3/30/2013

03-30-13 - Error codes

Some random rambling on the topic of returning error codes.

Recently I've been fixing up a bunch of code that does things like

void  MutexLock( Mutex * m )
{
    if ( ! m ) return;
    ...

yikes. Invalid argument and you just silently do nothing. No thank you.

We should all know that silently nopping in failure cases is pretty horrible. But I'm also dealing with a lot of error code returns, and it occurs to me that returning an error code in that situation is not much better.

Personally I want unexpected or unhandleable errors to just blow up my app. In my own code I would just assert; unfortunately that's not viable in OS code or perhaps even in a library.

The classic example is malloc. I hate mallocs that return null. If I run out of memory, there's no way I'm handling it cleanly and reducing my footprint and carrying on. Just blow up my app. Personally whenever I implement an allocator if it can't get memory from the OS it just prints a message and exits (*).

(* = aside : even better is "functions that don't fail" which I might write more about later; basically the idea is the function tries to handle the failure case itself and never returns it out to the larger app. So in the case of malloc it might print a message like "tried to alloc N bytes; (a)bort/(r)etry/return (n)ull?". Another common case is when you try to open a file for write and it fails for whatever reason, it should just handle that at the low level and say "couldn't open X for write; (a)bort/(r)etry/change (n)ame?" )

I think error code returns are okay for *expected* and *recoverable* errors.

On functions that you realistically expect to always succeed and will not check error codes for, they shouldn't return error codes at all. I wrote recently about wrapping system APIs for portable code ; an example of the style of level 2 wrapping that I like is to "fix" the error returns.

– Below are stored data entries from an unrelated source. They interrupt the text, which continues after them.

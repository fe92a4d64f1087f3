// crates/imstack-layout/src/entry.rs

use glam::Vec2;
use imstack_core::{
    almost_equal, clamp_size, Insets, LayoutError, LayoutOptions, LayoutStyle, NodeId, Orientation, Rect,
    Result, MAX_SIZE, MIN_SIZE,
};
use std::fmt;

use crate::pool::Poolable;

/// Box-model unit of the layout tree.
///
/// Leaf nodes are plain entries; groups wrap an entry and add children.
#[derive(Debug, Clone)]
pub struct LayoutEntry {
    /// Identity among the siblings of one group.
    pub id: NodeId,
    /// Diagnostic name, empty when unset.
    tag: String,
    /// Border-box result of the last resolution pass.
    pub rect: Rect,
    /// Natural content size, supplied by the caller before layout.
    pub content_width: f32,
    pub content_height: f32,
    pub min_width: f32,
    pub max_width: f32,
    pub min_height: f32,
    pub max_height: f32,
    pub horizontal_stretch_factor: u32,
    pub vertical_stretch_factor: u32,
    pub border: Insets,
    pub padding: Insets,
}

impl Default for LayoutEntry {
    fn default() -> Self {
        Self {
            id: 0,
            tag: String::new(),
            rect: Rect::ZERO,
            content_width: 0.0,
            content_height: 0.0,
            min_width: MIN_SIZE,
            max_width: MAX_SIZE,
            min_height: MIN_SIZE,
            max_height: MAX_SIZE,
            horizontal_stretch_factor: 0,
            vertical_stretch_factor: 0,
            border: Insets::ZERO,
            padding: Insets::ZERO,
        }
    }
}

impl LayoutEntry {
    pub fn new(id: NodeId, content_size: Vec2, options: Option<&LayoutOptions>, style: &LayoutStyle) -> Result<Self> {
        let mut entry = Self::default();
        entry.init(id, content_size, options, style)?;
        Ok(entry)
    }

    /// Back to the state of a freshly allocated entry. The tag keeps its buffer.
    pub fn reset(&mut self) {
        let mut tag = std::mem::take(&mut self.tag);
        tag.clear();
        *self = Self { tag, ..Self::default() };
    }

    /// Prepares the entry for this frame: style defaults first, then the
    /// caller's overrides.
    pub fn init(
        &mut self,
        id: NodeId,
        content_size: Vec2,
        options: Option<&LayoutOptions>,
        style: &LayoutStyle,
    ) -> Result<()> {
        self.reset();
        self.id = id;
        self.content_width = content_size.x.max(0.0);
        self.content_height = content_size.y.max(0.0);

        self.apply_style(style);
        if let Some(options) = options {
            self.apply_options(options);
        }
        self.validate()
    }

    pub fn tag(&self) -> Option<&str> {
        if self.tag.is_empty() {
            None
        } else {
            Some(&self.tag)
        }
    }

    pub fn set_tag(&mut self, tag: Option<&str>) {
        self.tag.clear();
        if let Some(tag) = tag {
            self.tag.push_str(tag);
        }
    }

    fn apply_style(&mut self, style: &LayoutStyle) {
        self.min_width = clamp_size(style.min_width);
        self.max_width = clamp_size(style.max_width).max(self.min_width);
        self.min_height = clamp_size(style.min_height);
        self.max_height = clamp_size(style.max_height).max(self.min_height);

        self.border = style.border.sanitized();
        self.padding = style.padding.sanitized();

        self.horizontal_stretch_factor = if self.is_fixed_width() { 0 } else { style.horizontal_stretch_factor };
        self.vertical_stretch_factor = if self.is_fixed_height() { 0 } else { style.vertical_stretch_factor };
    }

    fn apply_options(&mut self, options: &LayoutOptions) {
        for axis in Orientation::BOTH {
            let (min, max) = options.bounds(axis);
            if min.is_none() && max.is_none() {
                continue;
            }

            let (current_min, current_max) = self.bounds(axis);
            let mut new_min = min.map_or(current_min, clamp_size);
            let mut new_max = max.map_or(current_max, clamp_size);
            if new_min > new_max {
                match (min, max) {
                    (Some(_), Some(_)) => std::mem::swap(&mut new_min, &mut new_max),
                    (Some(_), None) => new_max = new_min,
                    _ => new_min = new_max,
                }
            }
            self.set_bounds(axis, new_min, new_max);

            if self.is_fixed(axis) {
                self.set_stretch_factor(axis, 0);
            }
        }

        for axis in Orientation::BOTH {
            if let Some(factor) = options.stretch_factor(axis) {
                self.set_stretch_factor(axis, factor);
            }
        }
    }

    /// A fixed box must at least hold its own insets.
    fn validate(&self) -> Result<()> {
        for axis in Orientation::BOTH {
            if !self.is_fixed(axis) {
                continue;
            }
            let insets = self.insets(axis);
            let (size, _) = self.bounds(axis);
            if size < insets {
                return Err(LayoutError::InsetsExceedFixedSize { id: self.id, axis, size, insets });
            }
        }
        Ok(())
    }

    pub fn is_fixed_width(&self) -> bool {
        almost_equal(self.min_width, self.max_width)
    }

    pub fn is_fixed_height(&self) -> bool {
        almost_equal(self.min_height, self.max_height)
    }

    pub fn horizontally_stretched(&self) -> bool {
        !self.is_fixed_width() && self.horizontal_stretch_factor > 0
    }

    pub fn vertically_stretched(&self) -> bool {
        !self.is_fixed_height() && self.vertical_stretch_factor > 0
    }

    pub fn is_fixed(&self, axis: Orientation) -> bool {
        match axis {
            Orientation::Horizontal => self.is_fixed_width(),
            Orientation::Vertical => self.is_fixed_height(),
        }
    }

    pub fn is_stretched(&self, axis: Orientation) -> bool {
        match axis {
            Orientation::Horizontal => self.horizontally_stretched(),
            Orientation::Vertical => self.vertically_stretched(),
        }
    }

    pub fn stretch_factor(&self, axis: Orientation) -> u32 {
        match axis {
            Orientation::Horizontal => self.horizontal_stretch_factor,
            Orientation::Vertical => self.vertical_stretch_factor,
        }
    }

    fn set_stretch_factor(&mut self, axis: Orientation, factor: u32) {
        match axis {
            Orientation::Horizontal => self.horizontal_stretch_factor = factor,
            Orientation::Vertical => self.vertical_stretch_factor = factor,
        }
    }

    pub fn bounds(&self, axis: Orientation) -> (f32, f32) {
        match axis {
            Orientation::Horizontal => (self.min_width, self.max_width),
            Orientation::Vertical => (self.min_height, self.max_height),
        }
    }

    fn set_bounds(&mut self, axis: Orientation, min: f32, max: f32) {
        match axis {
            Orientation::Horizontal => {
                self.min_width = min;
                self.max_width = max;
            }
            Orientation::Vertical => {
                self.min_height = min;
                self.max_height = max;
            }
        }
    }

    pub fn content(&self, axis: Orientation) -> f32 {
        match axis {
            Orientation::Horizontal => self.content_width,
            Orientation::Vertical => self.content_height,
        }
    }

    pub fn set_content(&mut self, axis: Orientation, value: f32) {
        match axis {
            Orientation::Horizontal => self.content_width = value,
            Orientation::Vertical => self.content_height = value,
        }
    }

    /// Padding plus border along an axis.
    pub fn insets(&self, axis: Orientation) -> f32 {
        self.padding.along(axis) + self.border.along(axis)
    }

    /// Distance from the border-box edge to the content box on the leading side.
    pub fn leading_inset(&self, axis: Orientation) -> f32 {
        self.padding.leading(axis) + self.border.leading(axis)
    }

    /// Resolved border-box extent along an axis.
    pub fn size(&self, axis: Orientation) -> f32 {
        self.rect.extent(axis)
    }

    /// Resolved content-box extent along an axis.
    pub fn inner_size(&self, axis: Orientation) -> f32 {
        self.size(axis) - self.insets(axis)
    }

    /// Natural border-box size along an axis; `None` when the axis is fixed.
    pub fn default_size(&self, axis: Orientation) -> Option<f32> {
        if self.is_fixed(axis) {
            None
        } else {
            Some(self.content(axis) + self.insets(axis))
        }
    }

    pub fn default_width(&self) -> Option<f32> {
        self.default_size(Orientation::Horizontal)
    }

    pub fn default_height(&self) -> Option<f32> {
        self.default_size(Orientation::Vertical)
    }

    /// Size this entry asks for before any space is distributed.
    pub fn natural_size(&self, axis: Orientation) -> f32 {
        self.default_size(axis).unwrap_or_else(|| self.bounds(axis).0)
    }

    /// Resolves the border-box extent along `axis`.
    ///
    /// `unit` is the parent's share per stretch factor and is only read
    /// when the entry is stretched on that axis.
    pub fn calc_size(&mut self, axis: Orientation, unit: f32) -> Result<()> {
        if !self.is_stretched(axis) {
            self.calc_unstretched_size(axis);
            return Ok(());
        }
        if !(unit > 0.0) {
            return Err(LayoutError::InvalidUnitSize { id: self.id, axis, unit });
        }
        let size = unit * self.stretch_factor(axis) as f32;
        self.set_extent(axis, size);
        self.set_content(axis, size - self.insets(axis));
        Ok(())
    }

    /// Resolves `axis` as if the entry had no stretch factor: the fixed
    /// size when fixed, otherwise content plus insets.
    pub fn calc_unstretched_size(&mut self, axis: Orientation) {
        if self.is_fixed(axis) {
            let size = self.bounds(axis).0;
            self.set_extent(axis, size);
            self.set_content(axis, size - self.insets(axis));
        } else {
            let natural = self.content(axis) + self.insets(axis);
            self.set_extent(axis, natural);
        }
    }

    pub fn calc_width(&mut self, unit_width: f32) -> Result<()> {
        self.calc_size(Orientation::Horizontal, unit_width)
    }

    pub fn calc_height(&mut self, unit_height: f32) -> Result<()> {
        self.calc_size(Orientation::Vertical, unit_height)
    }

    fn set_extent(&mut self, axis: Orientation, value: f32) {
        match axis {
            Orientation::Horizontal => self.rect.width = value,
            Orientation::Vertical => self.rect.height = value,
        }
    }

    pub fn set_position(&mut self, axis: Orientation, value: f32) {
        match axis {
            Orientation::Horizontal => self.rect.x = value,
            Orientation::Vertical => self.rect.y = value,
        }
    }

    pub fn set_x(&mut self, x: f32) {
        self.rect.x = x;
    }

    pub fn set_y(&mut self, y: f32) {
        self.rect.y = y;
    }
}

impl Poolable for LayoutEntry {
    fn recycle(&mut self) {
        self.reset();
    }
}

impl fmt::Display for LayoutEntry {
    fn fmt(&self, f: &mut fmt::Formatter<'_>) -> fmt::Result {
        write!(f, "Entry {}:{}, Rect={}", self.tag().unwrap_or("-"), self.id, self.rect)
    }
}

(obviously this is not something the OS should do, they just have to return every error; it requires app-specific knowledge about what kind of errors your app can encounter and successfully recover from and continue, vs. ones that just mean you have a catastrophic unexpected bug)

For example, functions like lock & unlock a mutex shouldn't fail (in my code). 99% of the user code in the world that locks and unlocks mutexes doesn't check the return value, they just call lock and then proceed assuming the lock succeeded - so don't return it :


void mypthread_mutex_lock(mypthread_mutex_t *mutex)
{
    int ret = pthread_mutex_lock(mutex);
    if ( ret != 0 )
        CB_FAIL("pthread_mutex_lock",ret);
}

When you get a crazy unexpected error like that, the app should just blow up right at the call site (rather than silently failing and then blowing up somewhere weird later on because the mutex wasn't actually locked).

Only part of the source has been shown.